**** The input

// Frame loop
//
// One frame in flight. The fence wait at the top is what makes it safe to
// reset the command buffer and overwrite the vertex buffer afterwards.

use crate::error::Result;
use crate::geometry::{triangle_vertices, TriangleVertices};

/// The operations a frame is built from, in the order `draw_frame` calls them.
pub trait FrameTarget {
    /// Block until the GPU has finished the previously submitted frame.
    fn wait_for_previous_frame(&mut self) -> Result<()>;
    fn reset_frame_fence(&mut self) -> Result<()>;
    fn reset_commands(&mut self) -> Result<()>;
    /// Index of the swapchain image to render into. Not necessarily sequential.
    fn acquire_image(&mut self) -> Result<u32>;
    fn write_vertices(&mut self, vertices: &TriangleVertices) -> Result<()>;
    fn record_commands(&mut self, image_index: u32) -> Result<()>;
    fn submit(&mut self) -> Result<()>;
    fn present(&mut self, image_index: u32) -> Result<()>;
}

/// Render and present one frame of the triangle at phase `cycle`.
///
/// Returns the swapchain image index that was presented. The first error
/// aborts the frame.
pub fn draw_frame<T: FrameTarget + ?Sized>(target: &mut T, cycle: f32) -> Result<u32> {
    target.wait_for_previous_frame()?;
    target.reset_frame_fence()?;
    target.reset_commands()?;

    let image_index = target.acquire_image()?;

    target.write_vertices(&triangle_vertices(cycle))?;
    target.record_commands(image_index)?;
    target.submit()?;
    target.present(image_index)?;

    log::trace!("Presented image {} at cycle {:.3}", image_index, cycle);
    Ok(image_index)
}

#[cfg(test)]
mod tests {
    use super::*;
    use crate::error::EngineError;
    use ash::vk;

    #[derive(Debug, Clone, Copy, PartialEq)]
    enum Call {
        Wait,
        ResetFence,
        ResetCommands,
        Acquire,
        Write,
        Record(u32),
        Submit,
        Present(u32),
    }

    /// Stand-in GPU: a submission stays pending until the next fence wait.
    #[derive(Default)]
    struct Recorder {
        calls: Vec<Call>,
        pending_submission: bool,
        acquire_order: Vec<u32>,
        acquired: usize,
        written: Vec<TriangleVertices>,
        fail_on: Option<Call>,
    }

    impl Recorder {
        fn with_acquire_order(order: &[u32]) -> Self {
            Self {
                acquire_order: order.to_vec(),
                ..Default::default()
            }
        }

        fn log(&mut self, call: Call) -> Result<()> {
            self.calls.push(call);
            if self.fail_on == Some(call) {
                return Err(EngineError::Vulkan {
                    op: "injected",
                    result: vk::Result::ERROR_DEVICE_LOST,
                });
            }
            Ok(())
        }
    }

    impl FrameTarget for Recorder {
        fn wait_for_previous_frame(&mut self) -> Result<()> {
            self.log(Call::Wait)?;
            self.pending_submission = false;
            Ok(())
        }

        fn reset_frame_fence(&mut self) -> Result<()> {
            self.log(Call::ResetFence)
        }

        fn reset_commands(&mut self) -> Result<()> {
            assert!(!self.pending_submission, "command buffer reset while pending");
            self.log(Call::ResetCommands)
        }

        fn acquire_image(&mut self) -> Result<u32> {
            self.log(Call::Acquire)?;
            let index = self.acquire_order[self.acquired % self.acquire_order.len()];
            self.acquired += 1;
            Ok(index)
        }

        fn write_vertices(&mut self, vertices: &TriangleVertices) -> Result<()> {
            assert!(!self.pending_submission, "vertex buffer written while pending");
            self.log(Call::Write)?;
            self.written.push(*vertices);
            Ok(())
        }

        fn record_commands(&mut self, image_index: u32) -> Result<()> {
            self.log(Call::Record(image_index))
        }

        fn submit(&mut self) -> Result<()> {
            self.log(Call::Submit)?;
            self.pending_submission = true;
            Ok(())
        }

        fn present(&mut self, image_index: u32) -> Result<()> {
            self.log(Call::Present(image_index))
        }
    }

    #[test]
    fn steps_run_in_protocol_order() {
        let mut target = Recorder::with_acquire_order(&[0]);

        let presented = draw_frame(&mut target, 0.0).unwrap();

        assert_eq!(presented, 0);
        assert_eq!(
            target.calls,
            vec![
                Call::Wait,
                Call::ResetFence,
                Call::ResetCommands,
                Call::Acquire,
                Call::Write,
                Call::Record(0),
                Call::Submit,
                Call::Present(0),
            ]
        );
    }

    #[test]
    fn geometry_is_never_written_while_gpu_is_busy() {
        let mut target = Recorder::with_acquire_order(&[0, 1]);

        // The stand-in asserts on any write or reset while a submission is pending
        for frame in 0..10 {
            draw_frame(&mut target, frame as f32 / 10.0).unwrap();
            assert!(target.pending_submission);
        }

        // Between every submit and the following write there is a wait
        let mut waited_since_submit = true;
        for call in &target.calls {
            match call {
                Call::Submit => waited_since_submit = false,
                Call::Wait => waited_since_submit = true,
                Call::Write => assert!(waited_since_submit),
                _ => {}
            }
        }
    }

    #[test]
    fn acquired_index_selects_record_and_present() {
        let mut target = Recorder::with_acquire_order(&[1, 0, 0, 1]);

        let presented: Vec<u32> = (0..4)
            .map(|_| draw_frame(&mut target, 0.25).unwrap())
            .collect();
        assert_eq!(presented, vec![1, 0, 0, 1]);

        let recorded: Vec<u32> = target
            .calls
            .iter()
            .filter_map(|call| match call {
                Call::Record(index) => Some(*index),
                _ => None,
            })
            .collect();
        assert_eq!(recorded, presented);
    }

    #[test]
    fn failing_step_aborts_the_frame() {
        let mut target = Recorder::with_acquire_order(&[1]);
        target.fail_on = Some(Call::Acquire);

        let err = draw_frame(&mut target, 0.0).unwrap_err();

        assert!(matches!(
            err,
            EngineError::Vulkan { result: vk::Result::ERROR_DEVICE_LOST, .. }
        ));
        assert_eq!(
            target.calls,
            vec![Call::Wait, Call::ResetFence, Call::ResetCommands, Call::Acquire]
        );
        assert!(target.written.is_empty());
    }

    #[test]
    fn failed_submit_skips_present() {
        let mut target = Recorder::with_acquire_order(&[0]);
        target.fail_on = Some(Call::Submit);

        assert!(draw_frame(&mut target, 0.0).is_err());
        assert_eq!(target.calls.last(), Some(&Call::Submit));
        assert!(!target.calls.contains(&Call::Present(0)));
    }

    #[test]
    fn written_vertices_follow_the_cycle() {
        let mut target = Recorder::with_acquire_order(&[0]);

        draw_frame(&mut target, 0.0).unwrap();
        draw_frame(&mut target, 0.4).unwrap();

        assert_eq!(target.written, vec![triangle_vertices(0.0), triangle_vertices(0.4)]);
    }
}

********

Instructions for the task: Every line with "TriangleVertices" in it should be copied from the entries.

Solution below:
use crate::geometry::{triangle_vertices, TriangleVertices};
    fn write_vertices(&mut self, vertices: &TriangleVertices) -> Result<()>;
        written: Vec<TriangleVertices>,
        fn write_vertices(&mut self, vertices: &TriangleVertices) -> Result<()> {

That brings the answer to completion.